Cyrus Dallin's Appeal to the Great Spirit (1908) stands outside the museum's main entrance facing Huntington Avenue.

The Museum of Fine Arts possesses materials from a wide variety of art movements and cultures. The museum also maintains a large online database with information on over 346,000 items from its collection, accompanied with digitized images. Online search is freely available through the Internet. [14]

Some highlights of the collection include:

Japanese art

Red Fuji, from the series Thirty-six Views of Mount Fuji by Hokusai, c. 1830-1832

The collection of Japanese art at the Museum of Fine Arts is the largest in the world outside of Japan. Anne Nishimura Morse, the William and Helen Pounds Senior Curator of Japanese Art, oversees 100,000 total items [20] that include 4,000 Japanese paintings, 5,000 ceramic pieces, and over 30,000 ukiyo-e prints. [21] [22]

The base of this collection was assembled in the late 19th century through the efforts of four men, Ernest Fenollosa, Kakuzo Okakura, William Sturgis Bigelow, and Edward Sylvester Morse, each of whom had spent time in Japan and admired Japanese art. [20] [23] Their combined donations account for up to 75 percent of the current collection. [20] In 1890, the Museum of Fine Arts became the first museum in the United States to establish a collection and appoint a curator specifically for Japanese art. [21] [24]
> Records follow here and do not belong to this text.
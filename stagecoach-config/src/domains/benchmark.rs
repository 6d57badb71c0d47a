//! Benchmark definition: clusters, configurations and the scenario

use serde::{Deserialize, Serialize};
use serde_json::Value as JsonValue;
use std::collections::{BTreeMap, HashSet};

use stagecoach_core::{Cluster, Configuration, Group, StageDescriptor, StageProgram, StageProgramBuilder};

use crate::error::ConfigResult;
use crate::validation::{validate_positive, validate_required_string, validate_unique_names, Validatable};

/// Benchmark definition
#[derive(Debug, Clone, Default, PartialEq, Serialize, Deserialize)]
#[serde(default)]
pub struct BenchmarkConfig {
    /// Clusters the scenario runs on, in order
    pub clusters: Vec<ClusterConfig>,

    /// Configurations the scenario runs with, in order
    pub configurations: Vec<ConfigurationConfig>,

    /// Stages of the scenario
    pub scenario: Vec<ScenarioEntry>,

    /// Replaces the default teardown stage
    #[serde(skip_serializing_if = "Option::is_none")]
    pub teardown: Option<StageConfig>,

    /// Replaces the default final cleanup stage
    #[serde(skip_serializing_if = "Option::is_none")]
    pub cleanup: Option<StageConfig>,
}

/// One cluster: named groups of workers
#[derive(Debug, Clone, PartialEq, Serialize, Deserialize)]
pub struct ClusterConfig {
    pub groups: Vec<GroupConfig>,
}

#[derive(Debug, Clone, PartialEq, Serialize, Deserialize)]
pub struct GroupConfig {
    pub name: String,
    pub size: usize,
}

/// A named configuration with free-form properties
#[derive(Debug, Clone, PartialEq, Serialize, Deserialize)]
pub struct ConfigurationConfig {
    pub name: String,
    #[serde(default)]
    pub properties: BTreeMap<String, String>,
}

/// Entry of the scenario list: a stage or a loop around more entries
#[derive(Debug, Clone, PartialEq, Serialize, Deserialize)]
#[serde(untagged)]
pub enum ScenarioEntry {
    Repeat { repeat: RepeatConfig },
    Stage(StageConfig),
}

#[derive(Debug, Clone, PartialEq, Serialize, Deserialize)]
pub struct StageConfig {
    pub stage: String,
    #[serde(default, skip_serializing_if = "BTreeMap::is_empty")]
    pub properties: BTreeMap<String, JsonValue>,
}

#[derive(Debug, Clone, PartialEq, Serialize, Deserialize)]
pub struct RepeatConfig {
    pub name: String,
    pub times: u64,
    pub stages: Vec<ScenarioEntry>,
}

impl StageConfig {
    pub fn new(stage: impl Into<String>) -> Self {
        Self {
            stage: stage.into(),
            properties: BTreeMap::new(),
        }
    }

    pub fn with_property(mut self, key: impl Into<String>, value: impl Into<JsonValue>) -> Self {
        self.properties.insert(key.into(), value.into());
        self
    }

    fn descriptor(&self) -> StageDescriptor {
        StageDescriptor {
            name: self.stage.clone(),
            properties: self.properties.clone(),
        }
    }
}

impl ClusterConfig {
    pub fn size(&self) -> usize {
        self.groups.iter().map(|group| group.size).sum()
    }

    pub fn to_cluster(&self) -> Cluster {
        Cluster::new(
            self.groups
                .iter()
                .map(|group| Group::new(group.name.clone(), group.size))
                .collect(),
        )
    }
}

impl BenchmarkConfig {
    /// Whether this file defines a benchmark at all (worker-only files do not)
    pub fn is_defined(&self) -> bool {
        !self.clusters.is_empty() || !self.configurations.is_empty() || !self.scenario.is_empty()
    }

    pub fn clusters(&self) -> Vec<Cluster> {
        self.clusters.iter().map(ClusterConfig::to_cluster).collect()
    }

    /// Configurations numbered from 1 in file order
    pub fn configurations(&self) -> Vec<Configuration> {
        self.configurations
            .iter()
            .enumerate()
            .map(|(i, config)| Configuration {
                name: config.name.clone(),
                index: i + 1,
                properties: config.properties.clone(),
            })
            .collect()
    }

    /// Number of workers the largest cluster needs
    pub fn max_cluster_size(&self) -> usize {
        self.clusters.iter().map(ClusterConfig::size).max().unwrap_or(0)
    }

    /// Turn the scenario into a stage program, generating labels for loops
    pub fn build_program(&self) -> ConfigResult<StageProgram> {
        let mut builder = StageProgram::builder();
        add_entries(&mut builder, &self.scenario)?;
        if let Some(teardown) = &self.teardown {
            builder.teardown(teardown.descriptor());
        }
        if let Some(cleanup) = &self.cleanup {
            builder.cleanup(cleanup.descriptor());
        }
        Ok(builder.build()?)
    }

    fn validate_entries(&self, entries: &[ScenarioEntry], loop_names: &mut HashSet<String>) -> ConfigResult<()> {
        for entry in entries {
            match entry {
                ScenarioEntry::Stage(stage) => {
                    validate_required_string(&stage.stage, "stage name", self.domain_name())?;
                }
                ScenarioEntry::Repeat { repeat } => {
                    validate_required_string(&repeat.name, "repeat name", self.domain_name())?;
                    validate_positive(repeat.times, "repeat times", self.domain_name())?;
                    if !loop_names.insert(repeat.name.clone()) {
                        return Err(self.validation_error(format!("duplicate repeat name '{}'", repeat.name)));
                    }
                    self.validate_entries(&repeat.stages, loop_names)?;
                }
            }
        }
        Ok(())
    }
}

fn add_entries(builder: &mut StageProgramBuilder, entries: &[ScenarioEntry]) -> stagecoach_core::Result<()> {
    for entry in entries {
        match entry {
            ScenarioEntry::Stage(stage) => {
                builder.stage(stage.descriptor());
            }
            ScenarioEntry::Repeat { repeat } => {
                builder.repeat(&repeat.name, repeat.times, |b| add_entries(b, &repeat.stages))?;
            }
        }
    }
    Ok(())
}

impl Validatable for BenchmarkConfig {
    fn validate(&self) -> ConfigResult<()> {
        if !self.is_defined() {
            return Ok(());
        }

        if self.clusters.is_empty() {
            return Err(self.validation_error("at least one cluster is required"));
        }
        for cluster in &self.clusters {
            if cluster.size() == 0 {
                return Err(self.validation_error("every cluster needs at least one worker"));
            }
            for group in &cluster.groups {
                validate_required_string(&group.name, "group name", self.domain_name())?;
            }
            validate_unique_names(
                cluster.groups.iter().map(|group| group.name.as_str()),
                "group name",
                self.domain_name(),
            )?;
        }

        if self.configurations.is_empty() {
            return Err(self.validation_error("at least one configuration is required"));
        }
        for configuration in &self.configurations {
            validate_required_string(&configuration.name, "configuration name", self.domain_name())?;
        }
        validate_unique_names(
            self.configurations.iter().map(|c| c.name.as_str()),
            "configuration name",
            self.domain_name(),
        )?;

        self.validate_entries(&self.scenario, &mut HashSet::new())
    }

    fn domain_name(&self) -> &'static str {
        "benchmark"
    }
}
Another notable part of this collection is a number of Buddhist statues. In the later Meiji era of Japan, around the turn of the 20th century, government policy deemphasizing Buddhism in favor of Shintoism and financial pressures on temples resulted in a number of Buddhist statues being sold to private collectors. Some of these statutes came into the collection of the Museum of Fine Arts. [25] [26] Today, these statues are the subject of preservation and restoration efforts, which have been at times viewable by the public in special exhibits. [26] [27] In recent years, the museum has also collected a number of works by contemporary Japanese artists. In 2011, they acquired Zetsu no. 8 (絶), the largest work in ceramicist Jun Nishida's Zetsu (絶) series. [28]
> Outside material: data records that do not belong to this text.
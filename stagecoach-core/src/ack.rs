//! Per-worker stage acknowledgements

use serde::{Deserialize, Serialize};
use serde_json::Value as JsonValue;
use std::time::Duration;

use crate::identity::WorkerIdentity;

/// A worker's reported result for one stage execution
#[derive(Debug, Clone, PartialEq, Serialize, Deserialize)]
pub struct Ack {
    pub worker: WorkerIdentity,
    pub stage_id: usize,
    pub error: bool,
    pub error_message: Option<String>,
    #[serde(with = "duration_millis")]
    pub duration: Duration,
    /// Stage-specific result handed to the coordinator-side reduction
    pub payload: Option<JsonValue>,
}

impl Ack {
    /// Create a successful acknowledgement
    pub fn success(
        worker: WorkerIdentity,
        stage_id: usize,
        duration: Duration,
        payload: Option<JsonValue>,
    ) -> Self {
        Self {
            worker,
            stage_id,
            error: false,
            error_message: None,
            duration,
            payload,
        }
    }

    /// Create an error acknowledgement
    pub fn failure(
        worker: WorkerIdentity,
        stage_id: usize,
        message: impl Into<String>,
        duration: Duration,
    ) -> Self {
        Self {
            worker,
            stage_id,
            error: true,
            error_message: Some(message.into()),
            duration,
            payload: None,
        }
    }

    pub fn is_error(&self) -> bool {
        self.error
    }

    /// Logical worker index the ack came from
    pub fn worker_index(&self) -> usize {
        self.worker.index
    }
}

mod duration_millis {
    use serde::{Deserialize, Deserializer, Serializer};
    use std::time::Duration;

    pub fn serialize<S>(duration: &Duration, serializer: S) -> Result<S::Ok, S::Error>
    where
        S: Serializer,
    {
        serializer.serialize_u64(duration.as_millis() as u64)
    }

    pub fn deserialize<'de, D>(deserializer: D) -> Result<Duration, D::Error>
    where
        D: Deserializer<'de>,
    {
        let millis = u64::deserialize(deserializer)?;
        Ok(Duration::from_millis(millis))
    }
}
Also important for this collection is the exhibition of its items in Japan. From 1999 to 2018, regular exchange of items was conducted between the Museum of Fine Arts and its sister museum, the now-closed Nagoya/Boston Museum of Fine Arts. [21] [29] In 2012, the traveling exhibition Japanese Masterpieces from the Museum of Fine Arts, Boston visited the Japanese cities of Tokyo, Nagoya, Osaka and Fukuoka, and was well received. [20] [21] [30]

Libraries

The libraries at the Museum of Fine Arts collectively house 320,000 items. [31] The main branch, the William Morris Hunt Memorial Library, is named after the noted American artist. For decades, it was located off-site in Horticultural Hall, two stops away on the MBTA Green Line. The main library had been open to the public, and the catalog could be searched online.

In 2021, the Horticultural Hall location was closed, in preparation for a move into the main MFA complex. The new home for the library is on the first floor of the museum near Sharf Information Center, in front of the Nina Saunders Suite. About a quarter of the collection is to be housed on the third floor of the museum along with the book conservation space, with the remainder stored off-site. [32]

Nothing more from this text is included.